FIGURE 6.

Effect of a prolonged increase in intracellular free calcium on eNOS and HSP90 protein levels. A, bEnd5 cells grown on glass slides (8 × 10⁴ cells) were left untreated (C), or were treated with 1 μm Ca²⁺-ionophore A23187 for 30 min in the absence (Ca²⁺) or in the presence of 100 nm geldanamycin (Ca²⁺ + GA). Geldanamycin was added 30 min before the specific stimulus.

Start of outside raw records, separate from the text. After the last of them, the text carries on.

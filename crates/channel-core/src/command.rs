use core::fmt;
use std::{collections::HashMap, sync::Arc};

use anyhow::Result;
use async_trait::async_trait;
use serde_json::Value;

use crate::context::CommandContext;

#[async_trait]
pub trait Command: Send + Sync {
    fn help(&self) -> &str {
        ""
    }

    async fn execute(&self, ctx: &CommandContext) -> Result<()>;
}

/// Where a definition in the effective command set came from.
#[derive(Debug, Clone, Copy, PartialEq, Eq)]
pub enum CommandOrigin {
    Inherited,
    RemoteOverride,
}

#[derive(Clone)]
pub struct CommandDefinition {
    pub name: String,
    pub origin: CommandOrigin,
    pub metadata: Value,
    pub command: Arc<dyn Command>,
}

impl CommandDefinition {
    pub fn inherited(name: impl Into<String>, command: Arc<dyn Command>) -> Self {
        Self {
            name: name.into(),
            origin: CommandOrigin::Inherited,
            metadata: Value::Null,
            command,
        }
    }

    pub fn remote(name: impl Into<String>, metadata: Value, command: Arc<dyn Command>) -> Self {
        Self {
            name: name.into(),
            origin: CommandOrigin::RemoteOverride,
            metadata,
            command,
        }
    }
}

impl fmt::Debug for CommandDefinition {
    fn fmt(&self, f: &mut fmt::Formatter<'_>) -> fmt::Result {
        f.debug_struct("CommandDefinition")
            .field("name", &self.name)
            .field("origin", &self.origin)
            .field("metadata", &self.metadata)
            .finish_non_exhaustive()
    }
}

pub type CommandTable = HashMap<String, CommandDefinition>;
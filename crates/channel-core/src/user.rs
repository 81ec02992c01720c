//! Per-user session state observed from chat messages.

use std::{collections::HashMap, sync::Arc};

use serde::{Deserialize, Serialize};
use serde_json::{Map, Value};
use tokio::sync::RwLock;

/// Role names that permission rules may refer to.
#[derive(Debug, Clone, Default, PartialEq, Eq, Deserialize, Serialize)]
#[serde(transparent)]
pub struct RoleConfig {
    names: Vec<String>,
}

impl RoleConfig {
    pub fn new<I, S>(names: I) -> Self
    where
        I: IntoIterator<Item = S>,
        S: Into<String>,
    {
        Self {
            names: names.into_iter().map(Into::into).collect(),
        }
    }

    #[must_use]
    pub fn recognizes(&self, role: &str) -> bool {
        self.names.iter().any(|name| name == role)
    }

    pub fn iter(&self) -> impl Iterator<Item = &str> {
        self.names.iter().map(String::as_str)
    }
}

/// The user fields a transport attaches to each message.
///
/// Only `username` is required; unknown fields are kept in `extra`.
#[derive(Debug, Clone, Default, PartialEq, Deserialize, Serialize)]
pub struct UserDescriptor {
    pub username: String,
    #[serde(default)]
    pub display_name: Option<String>,
    #[serde(default)]
    pub roles: Option<Vec<String>>,
    #[serde(default, flatten)]
    pub extra: Map<String, Value>,
}

impl UserDescriptor {
    pub fn new(username: impl Into<String>) -> Self {
        Self {
            username: username.into(),
            ..Self::default()
        }
    }

    #[must_use]
    pub fn with_display_name(mut self, display_name: impl Into<String>) -> Self {
        self.display_name = Some(display_name.into());
        self
    }

    #[must_use]
    pub fn with_roles<I, S>(mut self, roles: I) -> Self
    where
        I: IntoIterator<Item = S>,
        S: Into<String>,
    {
        self.roles = Some(roles.into_iter().map(Into::into).collect());
        self
    }
}

/// Everything known about one chatter in a channel.
#[derive(Debug, Clone, PartialEq)]
pub struct UserSession {
    pub username: String,
    pub display_name: Option<String>,
    pub roles: Vec<String>,
    pub metadata: Map<String, Value>,
}

impl UserSession {
    fn new(username: &str) -> Self {
        Self {
            username: username.to_owned(),
            display_name: None,
            roles: Vec::new(),
            metadata: Map::new(),
        }
    }

    /// Merges the fields present in `descriptor`; absent fields keep their
    /// previous value.
    pub fn update(&mut self, descriptor: &UserDescriptor, roles: &RoleConfig) {
        if let Some(display_name) = &descriptor.display_name {
            self.display_name = Some(display_name.clone());
        }
        if let Some(incoming) = &descriptor.roles {
            self.roles = incoming
                .iter()
                .filter(|role| roles.recognizes(role))
                .cloned()
                .collect();
        }
        for (key, value) in &descriptor.extra {
            self.metadata.insert(key.clone(), value.clone());
        }
    }

    /// Name used when addressing the user in replies.
    #[must_use]
    pub fn mention_name(&self) -> String {
        let name = self.display_name.as_deref().unwrap_or(&self.username);
        format!("@{name}")
    }

    #[must_use]
    pub fn has_role(&self, role: &str) -> bool {
        self.roles.iter().any(|r| r == role)
    }
}

pub type SharedSession = Arc<RwLock<UserSession>>;

#[derive(Debug, Default)]
pub struct UserSessionCache {
    sessions: HashMap<String, SharedSession>,
    roles: RoleConfig,
}

impl UserSessionCache {
    #[must_use]
    pub fn new(roles: RoleConfig) -> Self {
        Self {
            sessions: HashMap::new(),
            roles,
        }
    }

    /// Creates the session on first sight, merges into it afterwards.
    ///
    /// The returned handle is the same `Arc` for every call with the same
    /// username.
    pub async fn observe(&mut self, descriptor: &UserDescriptor) -> SharedSession {
        let session = self
            .sessions
            .entry(descriptor.username.clone())
            .or_insert_with(|| Arc::new(RwLock::new(UserSession::new(&descriptor.username))));
        session.write().await.update(descriptor, &self.roles);
        Arc::clone(session)
    }

    #[must_use]
    pub fn get(&self, username: &str) -> Option<SharedSession> {
        self.sessions.get(username).map(Arc::clone)
    }

    #[must_use]
    pub fn len(&self) -> usize {
        self.sessions.len()
    }

    #[must_use]
    pub fn is_empty(&self) -> bool {
        self.sessions.is_empty()
    }
}

#[cfg(test)]
mod tests {
    use super::*;
    use serde_json::json;

    fn roles() -> RoleConfig {
        RoleConfig::new(["mods", "admins", "viewer"])
    }

    #[tokio::test]
    async fn first_message_creates_session() {
        let mut cache = UserSessionCache::new(roles());
        let session = cache
            .observe(&UserDescriptor::new("alice").with_roles(["viewer"]))
            .await;
        let s = session.read().await;
        assert_eq!(s.username, "alice");
        assert_eq!(s.roles, vec!["viewer".to_owned()]);
        assert_eq!(cache.len(), 1);
    }

    #[tokio::test]
    async fn later_messages_merge_into_same_session() {
        let mut cache = UserSessionCache::new(roles());
        let first = cache
            .observe(&UserDescriptor::new("alice").with_display_name("Alice"))
            .await;

        let mut second = UserDescriptor::new("alice").with_roles(["mods"]);
        second.extra.insert("color".to_owned(), json!("#ff0000"));
        let again = cache.observe(&second).await;

        assert!(Arc::ptr_eq(&first, &again));
        assert_eq!(cache.len(), 1);
        let s = first.read().await;
        assert_eq!(s.display_name.as_deref(), Some("Alice"));
        assert_eq!(s.roles, vec!["mods".to_owned()]);
        assert_eq!(s.metadata.get("color"), Some(&json!("#ff0000")));
    }

    #[tokio::test]
    async fn usernames_are_case_sensitive() {
        let mut cache = UserSessionCache::new(roles());
        cache.observe(&UserDescriptor::new("Alice")).await;
        cache.observe(&UserDescriptor::new("alice")).await;
        assert_eq!(cache.len(), 2);
    }

    #[tokio::test]
    async fn unrecognized_roles_are_dropped() {
        let mut cache = UserSessionCache::new(roles());
        let session = cache
            .observe(&UserDescriptor::new("bob").with_roles(["mods", "wizard"]))
            .await;
        assert_eq!(session.read().await.roles, vec!["mods".to_owned()]);
    }

    #[test]
    fn mention_prefers_display_name() {
        let mut session = UserSession::new("carol");
        assert_eq!(session.mention_name(), "@carol");
        session.update(&UserDescriptor::new("carol").with_display_name("Carol"), &roles());
        assert_eq!(session.mention_name(), "@Carol");
    }

    #[test]
    fn descriptor_keeps_unknown_fields() {
        let descriptor: UserDescriptor = serde_json::from_value(json!({
            "username": "dave",
            "badges": {"subscriber": "12"},
        }))
        .unwrap();
        assert_eq!(descriptor.username, "dave");
        assert!(descriptor.roles.is_none());
        assert!(descriptor.extra.contains_key("badges"));
    }
}
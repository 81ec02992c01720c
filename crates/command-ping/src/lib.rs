use std::sync::Arc;

use anyhow::Result;

use async_trait::async_trait;
use channel_core::{Command, CommandContext, CommandFactory};

#[derive(Debug)]
pub struct PingFactory;

impl CommandFactory for PingFactory {
    fn name(&self) -> &'static str {
        "ping"
    }

    fn build(&self) -> Arc<dyn Command> {
        Arc::new(Ping)
    }
}

#[derive(Debug)]
pub struct Ping;

#[async_trait]
impl Command for Ping {
    fn help(&self) -> &str {
        "🏓"
    }

    async fn execute(&self, ctx: &CommandContext) -> Result<()> {
        ctx.say("Pong! 🏓").await
    }
}

#[cfg(test)]
mod tests {
    use super::*;
    use channel_core::{
        Channel, ChannelOptions, ChatTransport, CommandTable, UserDescriptor,
        testing::{RecordingTransport, Sent, invoke},
    };

    #[tokio::test]
    async fn replies_pong() {
        let mut defaults = CommandTable::new();
        PingFactory.register_defaults(&mut defaults);
        let transport = Arc::new(RecordingTransport::default());
        let channel = Channel::new(
            ChannelOptions::new("#foo"),
            Arc::new(defaults),
            Arc::clone(&transport) as Arc<dyn ChatTransport>,
        );

        invoke(&channel, &UserDescriptor::new("alice"), "!ping").await;

        assert_eq!(
            transport.sent().await,
            vec![Sent::Say("#foo".to_owned(), "Pong! 🏓".to_owned())]
        );
    }
}
//! Live-configured command dispatch for a single chat channel.
//!
//! A [`Channel`] keeps a local copy of three remotely edited collections
//! (commands, permissions, prefixes), reconciles store notifications into it
//! and uses it to turn chat messages into permission-checked command
//! invocations.

pub mod channel;
pub mod command;
pub mod context;
pub mod dispatch;
pub mod error;
pub mod factory;
pub mod permissions;
pub mod prefix;
pub mod remote;
pub mod state;
pub mod store;
pub mod sync;
pub mod transport;
pub mod user;

#[cfg(any(test, feature = "testing"))]
pub mod testing;

pub use channel::{Channel, ChannelOptions, DEFAULT_BOT_NAME, default_prefixes};
pub use command::{Command, CommandDefinition, CommandOrigin, CommandTable};
pub use context::CommandContext;
pub use dispatch::Dispatch;
pub use error::ChannelError;
pub use factory::CommandFactory;
pub use permissions::{PermissionRule, PermissionTable, is_permitted};
pub use prefix::{CommandMatch, PrefixMatcher, PrefixSet};
pub use remote::{RemoteCommandBuilder, ResponseCommandBuilder};
pub use state::{ChannelStateMachine, ConnectionState};
pub use store::{ChangeEvent, Collection, ConfigFeed, ConfigStore, FeedSender};
pub use sync::ConfigSyncState;
pub use transport::{ChatEvent, ChatTransport};
pub use user::{RoleConfig, SharedSession, UserDescriptor, UserSession, UserSessionCache};
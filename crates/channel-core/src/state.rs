use core::{fmt, str::FromStr};

use tracing::info;

use crate::error::ChannelError;

const ALLOWED_STATES: &str = "connected, disconnected";

#[derive(Debug, Clone, Copy, PartialEq, Eq, Default)]
pub enum ConnectionState {
    #[default]
    Disconnected,
    Connected,
}

impl ConnectionState {
    #[must_use]
    pub const fn as_str(self) -> &'static str {
        match self {
            Self::Disconnected => "disconnected",
            Self::Connected => "connected",
        }
    }
}

impl fmt::Display for ConnectionState {
    fn fmt(&self, f: &mut fmt::Formatter<'_>) -> fmt::Result {
        f.write_str(self.as_str())
    }
}

impl FromStr for ConnectionState {
    type Err = ChannelError;

    fn from_str(value: &str) -> Result<Self, Self::Err> {
        match value {
            "connected" => Ok(Self::Connected),
            "disconnected" => Ok(Self::Disconnected),
            other => Err(ChannelError::InvalidState {
                value: other.to_owned(),
                allowed: ALLOWED_STATES,
            }),
        }
    }
}

/// Connection lifecycle of one channel.
#[derive(Debug)]
pub struct ChannelStateMachine {
    room: String,
    state: ConnectionState,
}

impl ChannelStateMachine {
    pub fn new(room: impl Into<String>) -> Self {
        Self {
            room: room.into(),
            state: ConnectionState::default(),
        }
    }

    #[must_use]
    pub const fn state(&self) -> ConnectionState {
        self.state
    }

    /// Assigns a state by name, rejecting anything but the known states.
    pub fn set(&mut self, value: &str) -> Result<ConnectionState, ChannelError> {
        self.state = value.parse()?;
        Ok(self.state)
    }

    /// Handles a join confirmation. Returns `true` only for the event that
    /// moved the channel to `connected`; later confirmations are no-ops.
    pub fn on_join(&mut self, room: &str, identity: &str, is_self: bool) -> bool {
        if !is_self || !room.eq_ignore_ascii_case(&self.room) {
            return false;
        }
        if self.state == ConnectionState::Connected {
            return false;
        }
        self.state = ConnectionState::Connected;
        info!(channel = %self.room, identity = %identity, "Joined channel");
        true
    }
}

#[cfg(test)]
mod tests {
    use super::*;

    #[test]
    fn starts_disconnected() {
        assert_eq!(
            ChannelStateMachine::new("#foo").state(),
            ConnectionState::Disconnected
        );
    }

    #[test]
    fn self_join_connects() {
        let mut sm = ChannelStateMachine::new("#foo");
        assert!(sm.on_join("#foo", "bot", true));
        assert_eq!(sm.state(), ConnectionState::Connected);
    }

    #[test]
    fn join_room_match_ignores_case() {
        let mut sm = ChannelStateMachine::new("#Foo");
        assert!(sm.on_join("#foo", "bot", true));
    }

    #[test]
    fn other_users_and_rooms_are_ignored() {
        let mut sm = ChannelStateMachine::new("#foo");
        assert!(!sm.on_join("#foo", "alice", false));
        assert!(!sm.on_join("#bar", "bot", true));
        assert_eq!(sm.state(), ConnectionState::Disconnected);
    }

    #[test]
    fn repeated_confirmations_are_no_ops() {
        let mut sm = ChannelStateMachine::new("#foo");
        assert!(sm.on_join("#foo", "bot", true));
        assert!(!sm.on_join("#foo", "bot", true));
        assert_eq!(sm.state(), ConnectionState::Connected);
    }

    #[test]
    fn set_accepts_known_states() {
        let mut sm = ChannelStateMachine::new("#foo");
        assert_eq!(sm.set("connected").unwrap(), ConnectionState::Connected);
        assert_eq!(sm.set("disconnected").unwrap(), ConnectionState::Disconnected);
    }

    #[test]
    fn set_rejects_unknown_state() {
        let mut sm = ChannelStateMachine::new("#foo");
        let err = sm.set("reconnecting").unwrap_err();
        assert!(matches!(err, ChannelError::InvalidState { .. }));
        assert!(err.to_string().contains("connected, disconnected"));
        assert_eq!(sm.state(), ConnectionState::Disconnected);
    }
}
use std::sync::Arc;

use channel_core::{CommandFactory, CommandTable};
use tracing::info;

/// Builds the command table every channel inherits before any remote
/// overrides are applied. Commands are stateless; one instance is shared.
pub(crate) fn build_defaults() -> Arc<CommandTable> {
    #[rustfmt::skip]
    let factories: [&dyn CommandFactory; 4] = [
        &command_ping::PingFactory,
        &command_echo::EchoFactory,
        &command_help::HelpFactory,
        &command_mods::ModsFactory,
    ];

    let mut table = CommandTable::new();
    for factory in factories {
        factory.register_defaults(&mut table);
    }

    let mut names: Vec<&str> = table.keys().map(String::as_str).collect();
    names.sort_unstable();
    info!(commands = ?names, "Registered default commands");

    Arc::new(table)
}

#[cfg(test)]
mod tests {
    use super::*;
    use channel_core::CommandOrigin;

    #[test]
    fn registers_every_builtin_as_inherited() {
        let table = build_defaults();
        let mut names: Vec<&str> = table.keys().map(String::as_str).collect();
        names.sort_unstable();
        assert_eq!(names, ["echo", "help", "mods", "ping"]);
        assert!(
            table
                .values()
                .all(|def| def.origin == CommandOrigin::Inherited)
        );
    }
}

After treatment, eNOS and HSP90 localization was determined by confocal microscopy using the specific antibodies as described under “Experimental Procedures.” B, bEnd5 cells (1 × 10⁵) submitted to the same experiments carried out in A, were lysed in SDS-PAGE loading solution (100 μl) under the same conditions reported in the legend to Fig. 1E. Aliquots of each sample (30 μl) were used for Western blot analysis, and the immunoreactive bands were quantified as described under “Experimental Procedures.” C, bEnd5 cells (2 × 10⁴) were loaded for 30 min at 37 °C with DAF-2 DA as described under “Experimental Procedures” and then incubated in the absence (Control) or presence of 1 μm Ca²⁺-ionophore A23187 (+Ca²⁺) for 30 min. After treatment, eNOS activity was assessed as the l-NAME-dependent increase in fluorescence at the indicated times of incubation.